4. Video Ubiquity—Every Company is a Media Company
While a bit of a cliché, we’re seeing this happen at an accelerating pace. In 2011, if you are a professional institution, organization or business of any size, you will have an online video strategy. Video is becoming such a central part of how one communicates, markets, educates and informs online that every pro website will be publishing some form of online video.
It will first feel a lot like the brochureware era of the first generation Internet, with a lot of poorly-conceived and poorly-executed content. But a new era of Web video production businesses will emerge much as the Web development industry of the mid-90’s emerged, and organizations will start to iterate and experiment with how to best accomplish their online objectives using video.

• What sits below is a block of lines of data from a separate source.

use std::collections::HashSet;
use std::sync::Arc;

use crate::error::StoreError;
use crate::metrics::QUESTIONS_SERVED_TOTAL;
use crate::models::{Question, QuestionFilter};
use crate::services::session_machine::ALL_CATEGORIES;
use crate::stores::{ProgressLedger, QuestionStore};

/// Trims the requested category; blank or `all` means "every category".
pub fn normalize_category(category: Option<&str>) -> Option<String> {
    category
        .map(str::trim)
        .filter(|c| !c.is_empty() && !c.eq_ignore_ascii_case(ALL_CATEGORIES))
        .map(str::to_string)
}

/// Builds a session's question batch. Read-only.
#[derive(Clone)]
pub struct QuestionSelector {
    questions: Arc<dyn QuestionStore>,
    progress: Arc<dyn ProgressLedger>,
    batch_size: usize,
}

impl QuestionSelector {
    pub fn new(
        questions: Arc<dyn QuestionStore>,
        progress: Arc<dyn ProgressLedger>,
        batch_size: usize,
    ) -> Self {
        Self {
            questions,
            progress,
            batch_size,
        }
    }

    /// Random batch of at most `batch_size` questions. Identified callers never see
    /// questions whose latest recorded answer was correct. An empty batch means the
    /// category is unknown or exhausted.
    pub async fn select(
        &self,
        category: Option<&str>,
        user_id: Option<&str>,
    ) -> Result<Vec<Question>, StoreError> {
        let exclude = match user_id {
            Some(user_id) => self.progress.solved_question_ids(user_id).await?,
            None => HashSet::new(),
        };

        let filter = QuestionFilter {
            category: normalize_category(category),
            exclude,
        };
        let batch = self.questions.sample(&filter, self.batch_size).await?;

        tracing::debug!(
            "Selected {} questions (category={:?}, excluded={})",
            batch.len(),
            filter.category,
            filter.exclude.len()
        );
        QUESTIONS_SERVED_TOTAL.inc_by(batch.len() as u64);

        Ok(batch)
    }
}

#[cfg(test)]
mod tests {
    use super::*;
    use crate::models::{Difficulty, ProgressUpdate};
    use crate::stores::memory::{InMemoryProgressLedger, InMemoryQuestionStore};
    use chrono::Utc;

    fn question(id: &str, category: &str) -> Question {
        Question {
            id: id.to_string(),
            text: format!("Question {}", id),
            description: None,
            options: vec!["A".into(), "B".into(), "C".into(), "D".into()],
            correct_answer: 0,
            category: category.to_string(),
            difficulty: Difficulty::Easy,
            created_by: None,
            created_at: Utc::now(),
        }
    }

    fn ids(batch: &[Question]) -> HashSet<String> {
        batch.iter().map(|q| q.id.clone()).collect()
    }

    async fn fixture() -> (QuestionSelector, Arc<InMemoryProgressLedger>) {
        let questions = Arc::new(InMemoryQuestionStore::new());
        questions
            .seed([
                question("q1", "Science"),
                question("q2", "Science"),
                question("q3", "science"),
                question("h1", "History"),
            ])
            .unwrap();
        let progress = Arc::new(InMemoryProgressLedger::new());
        let selector = QuestionSelector::new(questions, progress.clone(), 20);
        (selector, progress)
    }

    async fn record(progress: &InMemoryProgressLedger, question_id: &str, is_correct: bool) {
        progress
            .upsert_batch(
                "u1",
                &[ProgressUpdate {
                    question_id: question_id.to_string(),
                    is_correct,
                    category: "Science".to_string(),
                }],
            )
            .await
            .unwrap();
    }

    #[tokio::test]
    async fn solved_questions_are_excluded_for_that_user_only() {
        let (selector, progress) = fixture().await;
        record(&progress, "q1", true).await;
        record(&progress, "q2", false).await;

        let mine = selector.select(Some("Science"), Some("u1")).await.unwrap();
        assert_eq!(ids(&mine), HashSet::from(["q2".to_string(), "q3".to_string()]));

        let theirs = selector.select(Some("Science"), Some("u2")).await.unwrap();
        assert_eq!(theirs.len(), 3);

        let anonymous = selector.select(Some("SCIENCE"), None).await.unwrap();
        assert_eq!(anonymous.len(), 3);
    }

    #[tokio::test]
    async fn wrong_answer_after_correct_makes_question_eligible_again() {
        let (selector, progress) = fixture().await;
        record(&progress, "q1", true).await;
        record(&progress, "q1", false).await;

        let batch = selector.select(Some("science"), Some("u1")).await.unwrap();
        assert!(ids(&batch).contains("q1"));
    }

    #[tokio::test]
    async fn unknown_or_blank_category() {
        let (selector, _) = fixture().await;
        assert!(selector.select(Some("Geology"), None).await.unwrap().is_empty());
        assert!(selector.select(Some("Sci"), None).await.unwrap().is_empty());
        assert_eq!(selector.select(Some("  "), None).await.unwrap().len(), 4);
    }

    #[tokio::test]
    async fn all_selects_every_category() {
        let (selector, _) = fixture().await;
        assert_eq!(selector.select(Some("all"), None).await.unwrap().len(), 4);
        assert_eq!(selector.select(Some(" ALL "), None).await.unwrap().len(), 4);
    }

    #[tokio::test]
    async fn batch_is_capped() {
        let questions = Arc::new(InMemoryQuestionStore::new());
        questions
            .seed((0..30).map(|i| question(&format!("q{}", i), "Space")))
            .unwrap();
        let selector =
            QuestionSelector::new(questions, Arc::new(InMemoryProgressLedger::new()), 20);

        let batch = selector.select(Some("space"), None).await.unwrap();
        assert_eq!(ids(&batch).len(), 20);
    }

    #[test]
    fn category_normalization() {
        assert_eq!(normalize_category(Some(" Art ")), Some("Art".to_string()));
        assert_eq!(normalize_category(Some("")), None);
        assert_eq!(normalize_category(Some("All")), None);
        assert_eq!(normalize_category(Some("allergies")), Some("allergies".to_string()));
        assert_eq!(normalize_category(None), None);
    }
}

5. Battle Over Video Delivery Standards Heats Up
Google’s recent announcement that they are acquiring Widevine adds fuel to what is already an important platform war over how video is consumed, secured and delivered both on PCs and increasingly on non-PC devices.
Several alternative stacks are emerging for encrypting / securing and then, in turn, delivering video in a high-quality and reliable manner to all platforms and devices. Apple offers Apple HTTP Streaming which both secures video and provides for adaptive delivery to both HTML5 and iOS Apps, but is proprietary to Apple’s devices and software.
Adobe offers its own DRM services and HTTP streaming standards, both of which are proprietary but are designed to work across client and device platforms that support the Flash runtime.
And now Google will get in the mix with Widevine’s technology, which also provides a method to encrypt and secure video files and deliver them to nearly any device or operating system using adaptive bitrate HTTP streaming. We should expect that, like with On2’s video codecs which were open-sourced as the WebM video standard, Google will open source and freely distribute the Widevine technology, as well as bundle it as a standard part of the infrastructure in Chrome, Chrome OS and Android browsers and operating systems.
It all adds up to more Web videos on more devices and points to a day when we won’t be able to tell the difference between the Web and TV.